Nearly two-thirds of positions from the UK unit of MF Global were still open on Monday, a week after it filed for bankruptcy protection, sparking frustration about delays in moving business to new brokers and dampening volumes in metals trading.

U.S. exchanges, meanwhile, have cut margin requirements on some accounts from MF Global to limit the fallout on futures markets from the collapse of the broker.

UK administrators KPMG said 954,000 positions were open out of the 1.6 million positions in place when MF Global Holdings Ltd filed for bankruptcy protection on October 31.

The collapse of MF Global -- the largest U.S. firm to fail since Lehman Brothers in 2008 -- has hit commodities markets across the globe.

Traders on the London Metal Exchange said turnover was thinner than usual on Monday partly due to delays in transferring MF Global positions to new brokers.

Nothing has happened yet. We are waiting for it every hour. Therefore customers are reluctant to put on any more new trades before they know what has happened with the old ones, a metals trader said.

An oil broker in London said his firm had sent transfers to IntercontinentalExchange (ICE) at the beginning of last week but was still waiting.

They are still stuck, and no transfers are taking place. Our clients are waiting. It's very confusing. We don't know if the positions will be at the original prices or not.

ICE, meanwhile, said it had cancelled plans to auction off remaining contracts held by MF Global in the UK.

One metals trader said some of the smaller MF Global clients may have difficulty finding a new broker.

Brokers right now are a bit nervous to lend to companies that have small balance sheets.

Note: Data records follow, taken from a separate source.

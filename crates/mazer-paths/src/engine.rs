//! Single entry point over the three search strategies.

use std::fmt;
use std::str::FromStr;

use mazer_core::Coord;
use thiserror::Error;

use crate::astar::astar;
use crate::best_first::best_first;
use crate::bfs::bfs;
use crate::record::PathResult;
use crate::traits::Pather;

/// Search strategy selector.
#[derive(Debug, Clone, Copy, Default, PartialEq, Eq, Hash)]
#[cfg_attr(feature = "serde", derive(serde::Serialize, serde::Deserialize))]
pub enum Algorithm {
    /// A* with the Manhattan heuristic. Shortest path.
    #[default]
    AStar,
    /// Breadth-first search. Shortest path.
    Bfs,
    /// Greedy best-first search. Not necessarily shortest.
    BestFirst,
}

impl Algorithm {
    pub const ALL: [Algorithm; 3] = [Algorithm::AStar, Algorithm::Bfs, Algorithm::BestFirst];

    /// Display name.
    pub const fn name(self) -> &'static str {
        match self {
            Algorithm::AStar => "A*",
            Algorithm::Bfs => "BFS",
            Algorithm::BestFirst => "Best-First",
        }
    }

    /// Whether the strategy always returns a shortest path.
    pub const fn is_optimal(self) -> bool {
        !matches!(self, Algorithm::BestFirst)
    }

    /// Run this strategy without boundary checks.
    pub fn search<P: Pather>(self, pather: &P, start: Coord, end: Coord) -> PathResult {
        match self {
            Algorithm::AStar => astar(pather, start, end),
            Algorithm::Bfs => bfs(pather, start, end),
            Algorithm::BestFirst => best_first(pather, start, end),
        }
    }
}

impl fmt::Display for Algorithm {
    fn fmt(&self, f: &mut fmt::Formatter<'_>) -> fmt::Result {
        f.write_str(self.name())
    }
}

impl FromStr for Algorithm {
    type Err = SearchError;

    fn from_str(s: &str) -> Result<Self, Self::Err> {
        match s.trim().to_ascii_lowercase().as_str() {
            "a*" | "astar" | "a-star" => Ok(Algorithm::AStar),
            "bfs" | "breadth-first" => Ok(Algorithm::Bfs),
            "best-first" | "bestfirst" | "greedy" => Ok(Algorithm::BestFirst),
            _ => Err(SearchError::UnknownAlgorithm(s.to_string())),
        }
    }
}

/// Requests the engine refuses to run.
///
/// An unreachable goal is not an error: it is an `Ok` result with an empty
/// path.
#[derive(Debug, Clone, PartialEq, Eq, Error)]
pub enum SearchError {
    #[error("unknown search algorithm {0:?}")]
    UnknownAlgorithm(String),
    #[error("start {0} is outside the grid")]
    StartOutOfBounds(Coord),
    #[error("end {0} is outside the grid")]
    EndOutOfBounds(Coord),
}

/// Find a route from `start` to `end` with the chosen strategy.
///
/// Both endpoints must lie inside the pather's extent.
pub fn find_path<P: Pather>(
    pather: &P,
    start: Coord,
    end: Coord,
    algorithm: Algorithm,
) -> Result<PathResult, SearchError> {
    let dims = pather.dims();
    if !dims.contains(start) {
        return Err(SearchError::StartOutOfBounds(start));
    }
    if !dims.contains(end) {
        return Err(SearchError::EndOutOfBounds(end));
    }

    let result = algorithm.search(pather, start, end);
    log::debug!(
        "{algorithm} {start} -> {end} on {dims}: expanded {}, path {}",
        result.visited.len(),
        result.path.len()
    );
    Ok(result)
}

/// [`find_path`] with the strategy given by name (see [`Algorithm`]'s
/// `FromStr`).
pub fn find_path_named<P: Pather>(
    pather: &P,
    start: Coord,
    end: Coord,
    algorithm: &str,
) -> Result<PathResult, SearchError> {
    let algorithm: Algorithm = algorithm.parse()?;
    find_path(pather, start, end, algorithm)
}
//! Pathfinding over maze grids.
//!
//! Three interchangeable strategies share one neighbor rule, one heuristic
//! and one result shape:
//!
//! - **A\*** shortest-path search ([`astar`])
//! - **Breadth-first** search ([`bfs`])
//! - **Greedy best-first** search ([`best_first`])
//!
//! Each returns a [`PathResult`]: the route (empty if unreachable) and the
//! order in which cells were expanded, which [`Replay`] turns into frames.
//! [`find_path`] is the checked entry point selected by [`Algorithm`].
//!
//! # Frontier policies
//!
//! | Strategy | Frontier | Ranking | Revisit |
//! |---|---|---|---|
//! | A* | [`PriorityQueue`] | `g + manhattan`, read at compare time | re-relax on strictly lower `g` |
//! | BFS | FIFO | insertion order | never |
//! | Best-first | [`PriorityQueue`] | `manhattan` only | never |

mod astar;
mod best_first;
mod bfs;
mod distance;
mod engine;
mod neighbors;
mod queue;
mod record;
mod replay;
mod traits;

pub use astar::astar;
pub use best_first::best_first;
pub use bfs::bfs;
pub use distance::manhattan;
pub use engine::{Algorithm, SearchError, find_path, find_path_named};
pub use neighbors::{Neighbors, neighbors};
pub use queue::PriorityQueue;
pub use record::{Link, PathResult, SearchRecord};
pub use replay::{Phase, Replay};
pub use traits::Pather;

A lot of MF Global clients were like that ... perhaps new brokers think what's the point of taking on more risk, said Jaspar Crawley, a broker at Triland Metals in London.

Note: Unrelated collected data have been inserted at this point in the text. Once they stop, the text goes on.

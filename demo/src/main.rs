//! Terminal demo: generate a maze, solve it, print the result.
//!
//! Run: cargo run --bin mazer -- --rows 15 --cols 41 --seed 7 --all

use std::error::Error;

use clap::Parser;
use mazer_core::{Coord, Grid};
use mazer_gen::MazeConfig;
use mazer_paths::{Algorithm, PathResult, Replay, find_path};

#[derive(Debug, Parser)]
#[command(name = "mazer", about = "Generate a perfect maze and search it")]
struct Args {
    /// Maze height; even values are rounded up to odd.
    #[arg(short, long, default_value_t = 21)]
    rows: i32,
    /// Maze width; even values are rounded up to odd.
    #[arg(short, long, default_value_t = 31)]
    cols: i32,
    /// Seed for a reproducible maze.
    #[arg(short, long)]
    seed: Option<u64>,
    /// A*, BFS or Best-First.
    #[arg(short, long, default_value_t = Algorithm::AStar)]
    algorithm: Algorithm,
    /// Run every algorithm and print a comparison.
    #[arg(long)]
    all: bool,
    /// Print a replay frame every N steps.
    #[arg(long, value_name = "N")]
    replay: Option<usize>,
}

fn main() -> Result<(), Box<dyn Error>> {
    let args = Args::parse();
    let config = MazeConfig {
        rows: args.rows,
        cols: args.cols,
        seed: args.seed,
    };
    let maze = config.generate()?;
    println!("{}\n", maze.grid);

    let algorithms = if args.all {
        Algorithm::ALL.to_vec()
    } else {
        vec![args.algorithm]
    };

    for algorithm in algorithms {
        let result = find_path(&maze.grid, maze.start, maze.end, algorithm)?;
        if let Some(every) = args.replay.filter(|&n| n > 0) {
            print_replay(&maze.grid, maze.start, maze.end, &result, every);
        }
        println!("{}\n", result.overlay(&maze.grid, maze.start, maze.end));
        println!("{}\n", summary(algorithm, &result));
    }
    Ok(())
}

fn print_replay(grid: &Grid, start: Coord, end: Coord, result: &PathResult, every: usize) {
    let replay = Replay::new(grid, start, end, result);
    let total = replay.len();
    for (i, frame) in replay.frames().enumerate() {
        let step = i + 1;
        if step % every == 0 || step == total {
            println!("step {step}/{total}\n{frame}\n");
        }
    }
}

fn summary(algorithm: Algorithm, result: &PathResult) -> String {
    match result.steps() {
        Some(steps) => format!(
            "{algorithm}: path of {steps} steps, {} cells expanded",
            result.visited.len()
        ),
        None => format!(
            "{algorithm}: no path, {} cells expanded",
            result.visited.len()
        ),
    }
}
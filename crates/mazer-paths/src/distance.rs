use mazer_core::Coord;

/// Manhattan (L1) distance between two cells.
///
/// This is the heuristic used by A* and best-first search. It never
/// overestimates on a unit-cost 4-connected grid, and it is consistent.
#[inline]
pub fn manhattan(a: Coord, b: Coord) -> i32 {
    (a.row - b.row).abs() + (a.col - b.col).abs()
}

Tamas Varga at brokers PVM Oil Associates in London called for changes in the handling of client positions in bankruptcy and also in how regulators treat firms that move into risky speculative trading.

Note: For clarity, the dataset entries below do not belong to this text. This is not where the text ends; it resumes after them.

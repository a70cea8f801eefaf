use mazer_core::{Coord, Grid};

use crate::traits::Pather;

/// Cached neighbor computation helper.
///
/// Enumerates the orthogonal neighbors of a cell (up, down, left, right),
/// filtered by a predicate, into a reused buffer.
pub struct Neighbors {
    buf: Vec<Coord>,
}

impl Default for Neighbors {
    fn default() -> Self {
        Self::new()
    }
}

impl Neighbors {
    /// Create a new `Neighbors` helper.
    pub fn new() -> Self {
        Self {
            buf: Vec::with_capacity(4),
        }
    }

    /// Return the orthogonal neighbors of `c`, keeping only those for which
    /// `keep` returns `true`.
    pub fn cardinal(&mut self, c: Coord, keep: impl Fn(Coord) -> bool) -> &[Coord] {
        self.buf.clear();
        push_cardinal(c, keep, &mut self.buf);
        &self.buf
    }
}

/// Append the orthogonal neighbors of `c` that pass `keep` to `buf`.
pub(crate) fn push_cardinal(c: Coord, keep: impl Fn(Coord) -> bool, buf: &mut Vec<Coord>) {
    buf.extend(c.neighbors_4().into_iter().filter(|&n| keep(n)));
}

/// In-bounds, non-wall orthogonal neighbors of `c`, in the order up, down,
/// left, right. Same rule the searches expand with.
pub fn neighbors(c: Coord, grid: &Grid) -> Vec<Coord> {
    let mut buf = Vec::with_capacity(4);
    grid.neighbors(c, &mut buf);
    buf
}
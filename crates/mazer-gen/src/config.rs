use mazer_core::Dims;
use rand::SeedableRng;
use rand::rngs::StdRng;

use crate::backtracker::{GenError, Maze, MazeGen, maze_dims};

/// Parameters for one maze.
///
/// Dimensions are taken as given and made odd at generation time.
#[derive(Debug, Clone, Copy, PartialEq, Eq)]
#[cfg_attr(feature = "serde", derive(serde::Serialize, serde::Deserialize))]
#[cfg_attr(feature = "serde", serde(default))]
pub struct MazeConfig {
    pub rows: i32,
    pub cols: i32,
    /// Fixed seed for a reproducible maze; `None` seeds from the thread RNG.
    pub seed: Option<u64>,
}

impl Default for MazeConfig {
    fn default() -> Self {
        Self {
            rows: 21,
            cols: 31,
            seed: None,
        }
    }
}

impl MazeConfig {
    /// Builder: fix the seed.
    pub fn with_seed(mut self, seed: u64) -> Self {
        self.seed = Some(seed);
        self
    }

    /// The extent the generated grid will have.
    pub fn dims(&self) -> Result<Dims, GenError> {
        maze_dims(self.rows, self.cols)
    }

    /// Generate a maze with these parameters.
    pub fn generate(&self) -> Result<Maze, GenError> {
        let rng = match self.seed {
            Some(seed) => StdRng::seed_from_u64(seed),
            None => StdRng::from_rng(&mut rand::rng()),
        };
        MazeGen::with_rng(rng).generate(self.rows, self.cols)
    }
}

#[cfg(test)]
mod tests {
    use super::*;

    #[test]
    fn defaults() {
        let cfg = MazeConfig::default();
        assert_eq!((cfg.rows, cfg.cols), (21, 31));
        assert_eq!(cfg.seed, None);
        assert_eq!(cfg.dims(), Ok(Dims::new(21, 31)));
    }

    #[test]
    fn seeded_config_is_reproducible() {
        let cfg = MazeConfig {
            rows: 12,
            cols: 16,
            ..Default::default()
        }
        .with_seed(77);
        let a = cfg.generate().unwrap();
        let b = cfg.generate().unwrap();
        assert_eq!(a, b);
        assert_eq!(a.grid.dims(), Dims::new(13, 17));
    }

    #[test]
    fn unseeded_config_generates() {
        let m = MazeConfig::default().generate().unwrap();
        assert_eq!(m.grid.dims(), Dims::new(21, 31));
        assert!(m.grid.is_passable(m.start));
        assert!(m.grid.is_passable(m.end));
        assert_ne!(m, MazeConfig::default().generate().unwrap());
    }

    #[test]
    fn invalid_config_is_rejected_up_front() {
        let cfg = MazeConfig {
            rows: 0,
            cols: 9,
            seed: Some(1),
        };
        assert!(cfg.dims().is_err());
        assert_eq!(
            cfg.generate(),
            Err(GenError::InvalidDimensions { rows: 0, cols: 9 })
        );

        let huge = MazeConfig {
            rows: i32::MAX,
            ..Default::default()
        };
        assert_eq!(
            huge.dims(),
            Err(GenError::TooLarge {
                rows: i32::MAX,
                cols: 31
            })
        );
        assert!(huge.generate().is_err());
    }
}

There. . . seems to be a lot of confusion about the way the exchanges and their associated clearing houses have handled and are continuing to handle the bankruptcy and account holders' positions, he said.

There should be a distinct separation and understanding amongst all involved in trading -- and clear thinking about the differences in regulating those who take on proprietary risk in the course of their business and those who don't.

IN TALKS ON SALES

UK administrators said they were in talks about selling parts of the MF Global business in the UK.

The ... operation is not saleable as a total entity, but there are numerous discussions going on with various potential acquirers of part of the business, KPMG's Richard Heis said in an interview, declining to give further details.

KPMG said the $633 million (395 million pounds) in missing client assets -- whose disappearance derailed MF Global's efforts last week to quickly sell a variety of assets -- were unlikely to affect the winding down of the UK business.

(It) is a little hard to make that prediction, but (I have) no reason to believe at the moment that this is a UK problem, rather than a U.S. problem, Heis said.

KPMG said the entire foreign exchange portfolio in Europe had been unwound, consisting of 25,000 trades with a notional value of $60 billion.

The administrator also said it must reconcile client positions before it can start to distribute money to parties with a claim against MF Global.

MARGIN RELIEF

Exchanges CME Group and ICE took action over the weekend to reduce margins of MF Global clients.

MF Global customers who moved accounts to new brokers were forced to post additional margins because some of the original funds were held back due to a court order.

The exchanges have lowered the margins to help the transition until the cash arrives, said Jonathan Barratt, managing director at Commodity Broking Services in Sydney.

While it's a prudent thing that the exchanges are allowing people to transfer the positions away from MF Global, funds should also be transferred as well, instead of having people pay the margins twice.

The CME also asked brokers who have taken over customer accounts from MF Global to not disburse any of the money until at least the close of business on Tuesday as it sought to verify the amounts involved.

Traders had worried that a rush to cover margin requirements on MF Global accounts transferred to other brokers could lead to heightened market volatility.

There was little evidence of this on markets for CME futures such as U.S. crude or wheat on Monday.

But volumes on ASX Ltd's Australian grain futures leapt on Monday, after slowing to a trickle last week, with January wheat trading a record quantity.

The CME said the ratio of the initial margin, paid when an investor has to meet a margin call, has been changed to zero versus the maintenance margin.

Initial margins are higher than maintenance margins to provide an additional buffer against losses.

For example, the maintenance margin on 2011 Nymex crude oil contracts is $6,000, and the initial margin is $8,100, according to the CME website.

ICE Futures Canada said on Monday it was temporarily lifting a requirement to charge an additional 35 percent margin to non-hedger clients of MF Global and that all accounts could be charged the hedger maintenance margin rate until further notice.